**AIM OF THE TASK:** Please set the lines down again exactly, from the top of the entries through the line that contains "#[derive(Debug, Clone, PartialEq, Serialize)]".
<<<<
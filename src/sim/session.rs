//! Session surface shared by the game modes
//!
//! A host drives a session by calling [`Session::advance`] once per frame with
//! the elapsed milliseconds, feeding input through the intent setters and
//! draining [`GameEvent`]s for presentation.

use glam::Vec2;
use serde::Serialize;

use super::board::Cell;
use super::entity::EntityId;
use super::events::{GameEvent, SessionResult};
use super::player::{Ability, Cooldowns, Facing};
use super::state::{Arena, SessionPhase};

/// Primary player seat
#[derive(Debug, Clone, Copy, PartialEq, Eq, Hash, Serialize)]
pub enum PlayerSlot {
    One,
    Two,
}

impl PlayerSlot {
    pub fn index(self) -> usize {
        match self {
            PlayerSlot::One => 0,
            PlayerSlot::Two => 1,
        }
    }
}

/// Read-only snapshot of one player for HUDs
#[derive(Debug, Clone, PartialEq, Serialize)]
pub struct PlayerStatus {
    pub id: EntityId,
    pub label: String,
    pub pos: Vec2,
    pub cell: Cell,
    pub facing: Facing,
    pub walking: bool,
    pub life: i32,
    pub cooldowns: Cooldowns,
    pub speed_boost_ms: u64,
    pub attack_boost_ms: u64,
    pub invulnerable: bool,
}

pub trait Session {
    fn arena(&self) -> &Arena;
    fn arena_mut(&mut self) -> &mut Arena;

    /// Entity seated in `slot`, if that seat exists and its player is alive
    fn slot_entity(&self, slot: PlayerSlot) -> Option<EntityId>;

    /// Build a fresh board, spawn players, start timers, phase `Running`
    fn launch(&mut self);

    /// Run timers that came due, then one simulation tick. No-op unless
    /// the session is running.
    fn advance(&mut self, delta_ms: u64);

    /// Result reported when the player walks away
    fn quit_result(&self) -> SessionResult;

    /// Remaining match clock
    fn time_left_ms(&self) -> u64;

    fn phase(&self) -> SessionPhase {
        self.arena().phase
    }

    /// Freeze timers, ticks and ability input
    fn pause(&mut self) {
        if self.arena_mut().pause() {
            log::info!("Session paused");
        }
    }

    fn resume(&mut self) {
        if self.arena_mut().resume() {
            log::info!("Session resumed");
        }
    }

    /// Finish with `result`. Later calls are ignored.
    fn done(&mut self, result: SessionResult) {
        self.arena_mut().finish(result);
    }

    fn quit(&mut self) {
        let result = self.quit_result();
        self.done(result);
    }

    /// Held movement direction for a primary; `None` releases it
    fn set_movement_intent(&mut self, slot: PlayerSlot, dir: Option<Facing>) {
        if self.phase() == SessionPhase::Done {
            return;
        }
        let Some(id) = self.slot_entity(slot) else {
            return;
        };
        if let Some(player) = self.arena_mut().entities.player_mut(id) {
            player.intent = dir;
        }
    }

    /// Queue an ability for the next tick. Ignored unless running.
    fn trigger_ability(&mut self, slot: PlayerSlot, ability: Ability) {
        if self.phase() != SessionPhase::Running {
            return;
        }
        let Some(id) = self.slot_entity(slot) else {
            return;
        };
        if let Some(player) = self.arena_mut().entities.player_mut(id) {
            player.pending_ability = Some(ability);
        }
    }

    fn drain_events(&mut self) -> Vec<GameEvent> {
        self.arena_mut().drain_events()
    }

    fn player_status(&self, slot: PlayerSlot) -> Option<PlayerStatus> {
        let id = self.slot_entity(slot)?;
        let entity = self.arena().entities.get(id)?;
        let player = entity.as_player()?;
        Some(PlayerStatus {
            id,
            label: player.label.clone(),
            pos: entity.pos,
            cell: entity.cell,
            facing: player.facing,
            walking: player.is_walking(),
            life: player.life,
            cooldowns: player.cooldowns,
            speed_boost_ms: player.speed_boost_ms,
            attack_boost_ms: player.attack_boost_ms,
            invulnerable: player.invulnerable,
        })
    }
}
//! Entity registry
//!
//! Players, bubbles, explosions and potions share one arena keyed by
//! [`EntityId`]. Common fields (position, cell) live on [`Entity`]; the
//! kind-specific payload lives in [`EntityKind`]. Iteration is in id order so
//! a seeded session replays identically.

use std::collections::BTreeMap;

use glam::Vec2;
use serde::{Deserialize, Serialize};

use super::board::Cell;
use super::player::Player;

/// Stable handle to an entity
#[derive(Debug, Clone, Copy, PartialEq, Eq, Hash, PartialOrd, Ord, Serialize, Deserialize)]
pub struct EntityId(pub u32);

#[derive(Debug, Clone, Copy, PartialEq, Eq, Hash, Serialize, Deserialize)]
pub enum BubbleKind {
    Blue,
    Red,
    Black,
    Green,
    Purple,
}

#[derive(Debug, Clone, Copy, PartialEq, Eq, Hash, Serialize, Deserialize)]
pub enum ExplosionKind {
    Plain,
    Red,
    Black,
}

impl ExplosionKind {
    /// Life (or score, in Scavenger) lost by a player caught in it
    pub fn damage(self) -> i32 {
        match self {
            ExplosionKind::Plain => 1,
            ExplosionKind::Red => 2,
            ExplosionKind::Black => 3,
        }
    }
}

#[derive(Debug, Clone, Copy, PartialEq, Eq, Hash, Serialize, Deserialize)]
pub enum PotionKind {
    Heal,
    Attack,
    Speed,
}

impl PotionKind {
    pub const ALL: [PotionKind; 3] = [PotionKind::Heal, PotionKind::Attack, PotionKind::Speed];
}

#[derive(Debug, Clone, Copy, PartialEq, Eq, Serialize, Deserialize)]
pub struct Bubble {
    pub kind: BubbleKind,
    pub attack_boosted: bool,
}

#[derive(Debug, Clone, Copy, PartialEq, Eq, Serialize, Deserialize)]
pub struct Explosion {
    pub kind: ExplosionKind,
    /// Still owed its single collision pass
    pub armed: bool,
}

#[derive(Debug, Clone, Copy, PartialEq, Eq, Serialize, Deserialize)]
pub struct Potion {
    pub kind: PotionKind,
}

/// Kind-specific payload
#[derive(Debug, Clone, Serialize, Deserialize)]
pub enum EntityKind {
    Player(Player),
    Bubble(Bubble),
    Explosion(Explosion),
    Potion(Potion),
}

/// Payload-free discriminant, used in events
#[derive(Debug, Clone, Copy, PartialEq, Eq, Hash, Serialize, Deserialize)]
pub enum EntityTag {
    Player,
    Bubble,
    Explosion,
    Potion,
}

impl EntityKind {
    pub fn tag(&self) -> EntityTag {
        match self {
            EntityKind::Player(_) => EntityTag::Player,
            EntityKind::Bubble(_) => EntityTag::Bubble,
            EntityKind::Explosion(_) => EntityTag::Explosion,
            EntityKind::Potion(_) => EntityTag::Potion,
        }
    }
}

#[derive(Debug, Clone, Serialize, Deserialize)]
pub struct Entity {
    pub id: EntityId,
    /// World-space position (cell center for everything but walking players)
    pub pos: Vec2,
    pub cell: Cell,
    pub kind: EntityKind,
}

impl Entity {
    pub fn tag(&self) -> EntityTag {
        self.kind.tag()
    }

    pub fn as_player(&self) -> Option<&Player> {
        match &self.kind {
            EntityKind::Player(p) => Some(p),
            _ => None,
        }
    }

    pub fn as_player_mut(&mut self) -> Option<&mut Player> {
        match &mut self.kind {
            EntityKind::Player(p) => Some(p),
            _ => None,
        }
    }
}

/// Owner of every live entity
#[derive(Debug, Clone, Default, Serialize, Deserialize)]
pub struct EntityRegistry {
    entities: BTreeMap<EntityId, Entity>,
    next_id: u32,
}

impl EntityRegistry {
    pub fn new() -> Self {
        Self::default()
    }

    pub fn spawn(&mut self, pos: Vec2, cell: Cell, kind: EntityKind) -> EntityId {
        self.next_id += 1;
        let id = EntityId(self.next_id);
        self.entities.insert(id, Entity { id, pos, cell, kind });
        id
    }

    pub fn despawn(&mut self, id: EntityId) -> Option<Entity> {
        self.entities.remove(&id)
    }

    pub fn get(&self, id: EntityId) -> Option<&Entity> {
        self.entities.get(&id)
    }

    pub fn get_mut(&mut self, id: EntityId) -> Option<&mut Entity> {
        self.entities.get_mut(&id)
    }

    pub fn contains(&self, id: EntityId) -> bool {
        self.entities.contains_key(&id)
    }

    pub fn player(&self, id: EntityId) -> Option<&Player> {
        self.get(id).and_then(Entity::as_player)
    }

    pub fn player_mut(&mut self, id: EntityId) -> Option<&mut Player> {
        self.get_mut(id).and_then(Entity::as_player_mut)
    }

    /// Player that the current tick already proved exists.
    ///
    /// # Panics
    /// If `id` is not a live player; that means tick phases ran out of order.
    pub fn expect_player_mut(&mut self, id: EntityId) -> &mut Player {
        match self.player_mut(id) {
            Some(p) => p,
            None => panic!("player {id:?} missing from registry"),
        }
    }

    pub fn iter(&self) -> impl Iterator<Item = &Entity> {
        self.entities.values()
    }

    pub fn iter_mut(&mut self) -> impl Iterator<Item = &mut Entity> {
        self.entities.values_mut()
    }

    /// Ids of every entity with the given tag, in id order
    pub fn ids(&self, tag: EntityTag) -> Vec<EntityId> {
        self.iter().filter(|e| e.tag() == tag).map(|e| e.id).collect()
    }

    pub fn count(&self, tag: EntityTag) -> usize {
        self.iter().filter(|e| e.tag() == tag).count()
    }

    /// Positions of every live player
    pub fn player_positions(&self) -> Vec<Vec2> {
        self.iter().filter(|e| e.tag() == EntityTag::Player).map(|e| e.pos).collect()
    }

    pub fn len(&self) -> usize {
        self.entities.len()
    }

    pub fn is_empty(&self) -> bool {
        self.entities.is_empty()
    }

    pub fn clear(&mut self) {
        self.entities.clear();
    }
}
//! Per-tick player phases
//!
//! Movement, ability placement, bot steering and meter refill. Every phase
//! walks players in id order so a seeded session replays identically.

use glam::Vec2;
use rand::Rng;

use super::board::{Board, Cell};
use super::entity::BubbleKind;
use super::player::{Ability, Facing};
use super::state::Arena;
use crate::consts::*;

/// Slide from `pos` along `dir` for up to `distance` world units.
///
/// The walk is split into sub-steps no longer than an eighth of a cell so a
/// fast player cannot tunnel through a thin obstacle. A sub-step is refused
/// once the leading edge would enter a cell that is off the board, blocked by
/// terrain or holding a box. The cell the player already occupies never
/// blocks, so a box landing underneath does not trap anyone.
pub fn walk(board: &Board, pos: Vec2, dir: Facing, distance: f32) -> Vec2 {
    let unit = dir.unit();
    let step_len = MOVE_SUBSTEP_CELLS * board.cell_size();
    let mut pos = pos;
    let mut remaining = distance;
    while remaining > 0.0 {
        let step = remaining.min(step_len);
        let next = pos + unit * step;
        let Ok(here) = board.point_to_cell(pos) else {
            break;
        };
        let ahead = match board.point_to_cell(next + unit * PLAYER_HALF_EXTENT) {
            Ok(cell) => cell,
            Err(_) => break,
        };
        if ahead != here && !board.is_passable(ahead) {
            break;
        }
        pos = next;
        remaining -= step;
    }
    pos
}

impl Arena {
    /// Step 1: apply held intents and move walking players
    pub fn move_players(&mut self, dt_ms: u64) {
        let dt = dt_ms as f32 / 1000.0;
        let board = &self.board;
        for entity in self.entities.iter_mut() {
            let pos = entity.pos;
            let Some(player) = entity.as_player_mut() else {
                continue;
            };
            player.apply_intent();
            if !player.is_walking() {
                continue;
            }
            let moved = walk(board, pos, player.facing, player.speed() * dt);
            entity.pos = moved;
            if let Ok(cell) = board.point_to_cell(moved) {
                entity.cell = cell;
            }
        }
    }

    /// Step 2: consume pending ability requests. Abilities outside `kit` are
    /// dropped; a request on a meter that is not full does nothing.
    pub fn process_abilities(&mut self, kit: &[Ability]) {
        let mut placed: Vec<(Cell, BubbleKind, bool)> = Vec::new();
        for entity in self.entities.iter_mut() {
            let cell = entity.cell;
            let Some(player) = entity.as_player_mut() else {
                continue;
            };
            let Some(ability) = player.pending_ability.take() else {
                continue;
            };
            if !kit.contains(&ability) {
                log::debug!("{} cannot use {ability:?} in this mode", player.label);
                continue;
            }
            if let Some((kind, boosted)) = player.try_trigger(ability) {
                placed.push((cell, kind, boosted));
            }
        }
        for (cell, kind, boosted) in placed {
            self.spawn_bubble(cell, kind, boosted);
        }
    }

    /// Step 3: refill meters and run down boosts
    pub fn advance_player_timers(&mut self, dt_ms: u64) {
        for entity in self.entities.iter_mut() {
            if let Some(player) = entity.as_player_mut() {
                player.advance_timers(dt_ms);
            }
        }
    }

    /// Bot brains: occasionally turn to a new random direction and fire the
    /// first full meter, preferring Blue, then Red, then Green.
    pub fn steer_bots(&mut self, turn_chance: f64) {
        let rng = &mut self.rng;
        for entity in self.entities.iter_mut() {
            let Some(player) = entity.as_player_mut() else {
                continue;
            };
            if !player.bot {
                continue;
            }
            if player.intent.is_none() || rng.random_bool(turn_chance) {
                let current = player.facing;
                let options: Vec<Facing> =
                    Facing::ALL.into_iter().filter(|f| *f != current).collect();
                player.intent = Some(options[rng.random_range(0..options.len())]);
            }
            player.pending_ability = [Ability::Blue, Ability::Red, Ability::Green]
                .into_iter()
                .find(|a| player.cooldowns.is_ready(*a));
        }
    }

    /// Number of live players that are bots
    pub fn bot_count(&self) -> usize {
        self.entities
            .iter()
            .filter_map(|e| e.as_player())
            .filter(|p| p.bot)
            .count()
    }
}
>>>>
**ANSWER TO THE EXERCISE:**
filename src/sim/session.rs
//! Session surface shared by the game modes
//!
//! A host drives a session by calling [`Session::advance`] once per frame with
//! the elapsed milliseconds, feeding input through the intent setters and
//! draining [`GameEvent`]s for presentation.

use glam::Vec2;
use serde::Serialize;

use super::board::Cell;
use super::entity::EntityId;
use super::events::{GameEvent, SessionResult};
use super::player::{Ability, Cooldowns, Facing};
use super::state::{Arena, SessionPhase};

/// Primary player seat
#[derive(Debug, Clone, Copy, PartialEq, Eq, Hash, Serialize)]
pub enum PlayerSlot {
    One,
    Two,
}

impl PlayerSlot {
    pub fn index(self) -> usize {
        match self {
            PlayerSlot::One => 0,
            PlayerSlot::Two => 1,
        }
    }
}

/// Read-only snapshot of one player for HUDs
#[derive(Debug, Clone, PartialEq, Serialize)]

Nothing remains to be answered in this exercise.